Christopher:    That's me, yeah.

Kelly:    Well, because you're like, "Ah, this doesn't feel good or I just suffer. Body hurts afterwards." And what point does a child because you remember you hated running. Do you remember that?

Christopher:    No. I don't actually. I think I got into cycling a very young age for this it's that reason. I just never went back.

Kelly:    Yeah. Well, it turns out that you've self-selected because something happened in your technique, on your capacity and running didn't feel good and intrinsically you knew that. And so you start to self-select out, but all children they book and they look. They spring everywhere. I have one daughter only runs places. I mean she is literally and she made me like she is the best running mechanics I've ever seen. I just hope we don't mess it up.

    But to get sort of further on is that we either have a cohort where half of us stop running because it doesn't feel good and I started to developing the first time I developed knee pain I was I think as a sophomore in high school. And so second year of high school and my knee blew up playing football and it was very strange and of course my father was a physician and I saw the other physicians and I had some plaque in my knee that was a problem and something and then it went away and I played football and was fine and then when I would jog I would have this whole knee pain.

    So from 18 on when I jogged you ran for fitness I had knee pain. When I sprinted I didn't have knee pain which is -- which we'll get to in a second. And one of the things that we see is in that cohort that continues to run we -- those people who run beautifully are fast, are efficient. They tend to be in the front of the five K packs. They run beautifully and they've discovered this innate human correct mechanic which there's no debate about which is the best technique. There's only one place to strike and that is simply just as a diversion if the people listening want to know how to run correctly just take your shoes off, be barefoot, go jog or run slow or fast. It doesn't matter.

[0:10:09]

    The technique is stable, independent of speed. Just jog a little bit on some concrete. I'm not saying run a five K. Just jog 100 meters and then walk back and then jog another. And you'll see a couple of things. One is that your stride will shorten immensely. You will spend a lot less time on the ground. Two is that your stride frequency will increase because you'll start landing and tapping into the normal elastic mechanics of your body.
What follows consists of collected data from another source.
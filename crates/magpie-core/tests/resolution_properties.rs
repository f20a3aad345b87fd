//! Integration tests for ranking and clustering properties.
//!
//! Exercises the public scoring pieces without a store: clustering must not
//! depend on input order, canonical selection must be stable, and RRF must
//! keep an item ranked first everywhere at the top.

use std::collections::HashMap;

use magpie_core::resolution::{CanonicalSelector, Clusterer};
use magpie_core::{CandidateCluster, Entity, RrfFusion, SimilarityConfig, SimilarityEngine};
use proptest::prelude::*;
use rand::rngs::StdRng;
use rand::seq::SliceRandom;
use rand::SeedableRng;

fn corpus() -> Vec<Entity> {
    vec![
        Entity::new("e1", "Acme Corp").with_type("organization").with_confidence(0.9),
        Entity::new("e2", "ACME Corporation").with_type("organization").with_confidence(0.6),
        Entity::new("e3", "Acme Corp.").with_type("organization").with_confidence(0.5),
        Entity::new("e4", "Wile E. Coyote").with_type("person").with_confidence(0.8),
        Entity::new("e5", "Wile Coyote").with_type("person").with_confidence(0.7),
        Entity::new("e6", "Road Runner").with_type("animal"),
        Entity::new("e7", "Globex").with_type("organization"),
    ]
}

fn clusterer() -> Clusterer {
    Clusterer::new(SimilarityEngine::new(SimilarityConfig::default()), 0.85)
}

/// Clusters as sorted member lists.
fn member_lists(clusters: &[CandidateCluster]) -> Vec<Vec<String>> {
    clusters.iter().map(|c| c.member_ids().to_vec()).collect()
}

#[test]
fn test_clustering_stable_under_seeded_shuffles() {
    let entities = corpus();
    let (baseline, _) = clusterer().cluster(&entities);

    for seed in 0..32u64 {
        let mut rng = StdRng::seed_from_u64(seed);
        let mut shuffled = entities.clone();
        shuffled.shuffle(&mut rng);
        let (clusters, _) = clusterer().cluster(&shuffled);
        assert_eq!(member_lists(&clusters), member_lists(&baseline), "seed {}", seed);
    }
}

#[test]
fn test_acme_cluster_selects_acme_corp() {
    let entities = corpus();
    let (clusters, _) = clusterer().cluster(&entities);
    let acme = clusters
        .iter()
        .find(|c| c.member_ids().iter().any(|id| id == "e2"))
        .unwrap();
    assert!(acme.member_ids().iter().any(|id| id == "e1"));

    let by_id: HashMap<&str, &Entity> = entities.iter().map(|e| (e.id.as_str(), e)).collect();
    let selection = CanonicalSelector::new().select(acme, &by_id, &HashMap::new()).unwrap();
    assert_eq!(selection.canonical.id, "e1");
    assert_eq!(selection.canonical.name(), Some("Acme Corp"));
    assert!(acme.member_ids().contains(&selection.canonical.id));
}

#[test]
fn test_canonical_selection_independent_of_member_order() {
    let entities = corpus();
    let members = ["e3", "e2", "e1"];
    let mut picks = Vec::new();
    for seed in 0..8u64 {
        let mut rng = StdRng::seed_from_u64(seed);
        let mut order = entities.clone();
        order.shuffle(&mut rng);
        let by_id: HashMap<&str, &Entity> = order.iter().map(|e| (e.id.as_str(), e)).collect();
        let cluster = CandidateCluster::new(members.iter().map(|m| m.to_string())).unwrap();
        let selection = CanonicalSelector::new().select(&cluster, &by_id, &HashMap::new()).unwrap();
        picks.push(selection.canonical.id);
    }
    assert!(picks.iter().all(|id| id == "e1"));
}

proptest! {
    #[test]
    fn prop_rrf_unanimous_top_wins(
        tails in prop::collection::vec(prop::collection::vec("[a-z]{1,3}", 0..8), 1..5),
        k in 1.0f64..200.0,
    ) {
        let lists: Vec<Vec<String>> = tails
            .into_iter()
            .map(|tail| {
                std::iter::once("__top".to_string())
                    .chain(tail.into_iter())
                    .collect()
            })
            .collect();
        let fused = RrfFusion::new(k).unwrap().fuse(&lists);
        prop_assert_eq!(fused[0].id.as_str(), "__top");
        if fused.len() > 1 {
            prop_assert!(fused[0].score > fused[1].score);
        }
    }

    #[test]
    fn prop_rrf_scores_sorted(
        lists in prop::collection::vec(prop::collection::vec("[a-e]", 0..6), 0..4),
    ) {
        let fused = RrfFusion::default().fuse(&lists);
        for pair in fused.windows(2) {
            prop_assert!(
                pair[0].score > pair[1].score
                    || (pair[0].score == pair[1].score && pair[0].id < pair[1].id)
            );
        }
    }
}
    So you end up realizing that your heel cord does store about 70% of that elastic energy. And so you'll start to shorten your stride. Your stride rate will go up. You'll stop striking the ground so hard. You land very, very sort because otherwise you'll be crushing your feet and so you get immediate feedback about each step that you feed forward into your next step. You'll realize that you cannot heel strike, you cannot over stride. You can't run terribly. You can't walk like a duck and run like a duck.

    You can't run slow and it's really remarkable how sensitive the system is at immediate feedback. So as an aside, that's the correct running. But what we see is that those of us who do learn to run and run in spite of that heel striking or with less technique or in spite of our sort of mechanical problems that we start to aggregate because we're not moving correctly, that there are these environmental loads imposed upon us. And what we start to see is that in a lifetime of running and then America if we classify runners as people who run casually three times a week 80% of those people are injured in a year, 80%.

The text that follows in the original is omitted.